+++ Task inputs +++

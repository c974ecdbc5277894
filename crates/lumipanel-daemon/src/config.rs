//! Configuration management.

#![allow(dead_code)]

use anyhow::{Context, Result};
use serde::{Deserialize, Serialize};
use std::path::Path;

/// Main configuration structure.
#[derive(Debug, Clone, Serialize, Deserialize, Default)]
pub struct Config {
    /// Display serial link configuration
    #[serde(default)]
    pub serial: SerialConfig,

    /// Manager server the panel reports to
    #[serde(default)]
    pub manager: ManagerConfig,

    /// Display firmware/GUI update configuration
    #[serde(default)]
    pub update: UpdateConfig,
}

/// Display serial link configuration.
#[derive(Debug, Clone, Serialize, Deserialize)]
pub struct SerialConfig {
    /// Serial port the display is attached to
    #[serde(default = "default_serial_device")]
    pub device: String,

    /// sysfs GPIO value file switching display power, if wired
    #[serde(default)]
    pub power_gpio: Option<String>,
}

/// Manager server configuration.
#[derive(Debug, Clone, Serialize, Deserialize)]
pub struct ManagerConfig {
    /// Manager hostname or address
    #[serde(default = "default_manager_address")]
    pub address: String,

    /// Manager HTTP port
    #[serde(default = "default_manager_port")]
    pub port: u16,

    /// Path of the display GUI file on the manager
    #[serde(default = "default_tft_path")]
    pub tft_path: String,
}

/// Display update configuration.
#[derive(Debug, Clone, Serialize, Deserialize)]
pub struct UpdateConfig {
    /// Line speed used during the transfer
    #[serde(default = "default_update_baud")]
    pub baud_rate: u32,

    /// Upload protocol dialect: "v1"/"legacy" or "v2"
    #[serde(default = "default_update_protocol")]
    pub protocol: String,

    /// Run a display update before entering normal operation
    #[serde(default)]
    pub on_start: bool,
}

impl Default for SerialConfig {
    fn default() -> Self {
        Self {
            device: default_serial_device(),
            power_gpio: None,
        }
    }
}

impl Default for ManagerConfig {
    fn default() -> Self {
        Self {
            address: default_manager_address(),
            port: default_manager_port(),
            tft_path: default_tft_path(),
        }
    }
}

impl Default for UpdateConfig {
    fn default() -> Self {
        Self {
            baud_rate: default_update_baud(),
            protocol: default_update_protocol(),
            on_start: false,
        }
    }
}

// Default value functions
fn default_serial_device() -> String {
    "/dev/ttyS1".to_string()
}

fn default_manager_address() -> String {
    "lumipanel-manager.local".to_string()
}

fn default_manager_port() -> u16 {
    8000
}

fn default_tft_path() -> String {
    "/download_tft".to_string()
}

fn default_update_baud() -> u32 {
    921_600
}

fn default_update_protocol() -> String {
    "v2".to_string()
}

impl Config {
    /// Loads configuration from a TOML file.
    pub fn load<P: AsRef<Path>>(path: P) -> Result<Self> {
        let content =
            std::fs::read_to_string(path.as_ref()).context("Failed to read configuration file")?;
        let config: Config = toml::from_str(&content).context("Failed to parse configuration")?;
        Ok(config)
    }

    /// Saves configuration to a TOML file.
    pub fn save<P: AsRef<Path>>(&self, path: P) -> Result<()> {
        let content = toml::to_string_pretty(self).context("Failed to serialize configuration")?;
        std::fs::write(path.as_ref(), content).context("Failed to write configuration file")?;
        Ok(())
    }
}

impl ManagerConfig {
    /// URL of the display GUI file on the manager.
    pub fn tft_url(&self) -> String {
        format!("http://{}:{}{}", self.address, self.port, self.tft_path)
    }
}

#[cfg(test)]
mod tests {
    use super::*;

    #[test]
    fn missing_sections_fall_back_to_defaults() {
        let config: Config = toml::from_str("").unwrap();
        assert_eq!(config.serial.device, "/dev/ttyS1");
        assert_eq!(config.serial.power_gpio, None);
        assert_eq!(config.update.baud_rate, 921_600);
        assert_eq!(config.update.protocol, "v2");
        assert!(!config.update.on_start);
    }

    #[test]
    fn partial_sections_keep_unset_defaults() {
        let config: Config = toml::from_str(
            r#"
            [serial]
            device = "/dev/ttyUSB0"

            [update]
            on_start = true
            "#,
        )
        .unwrap();
        assert_eq!(config.serial.device, "/dev/ttyUSB0");
        assert_eq!(config.update.baud_rate, 921_600);
        assert!(config.update.on_start);
    }

    #[test]
    fn tft_url_joins_manager_fields() {
        let config = Config::default();
        assert_eq!(
            config.manager.tft_url(),
            "http://lumipanel-manager.local:8000/download_tft"
        );
    }
}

+++

Search the data for the string "content" and copy each line where it appears.

Result of the task:
        let content =
        let config: Config = toml::from_str(&content).context("Failed to parse configuration")?;
        let content = toml::to_string_pretty(self).context("Failed to serialize configuration")?;
        std::fs::write(path.as_ref(), content).context("Failed to write configuration file")?;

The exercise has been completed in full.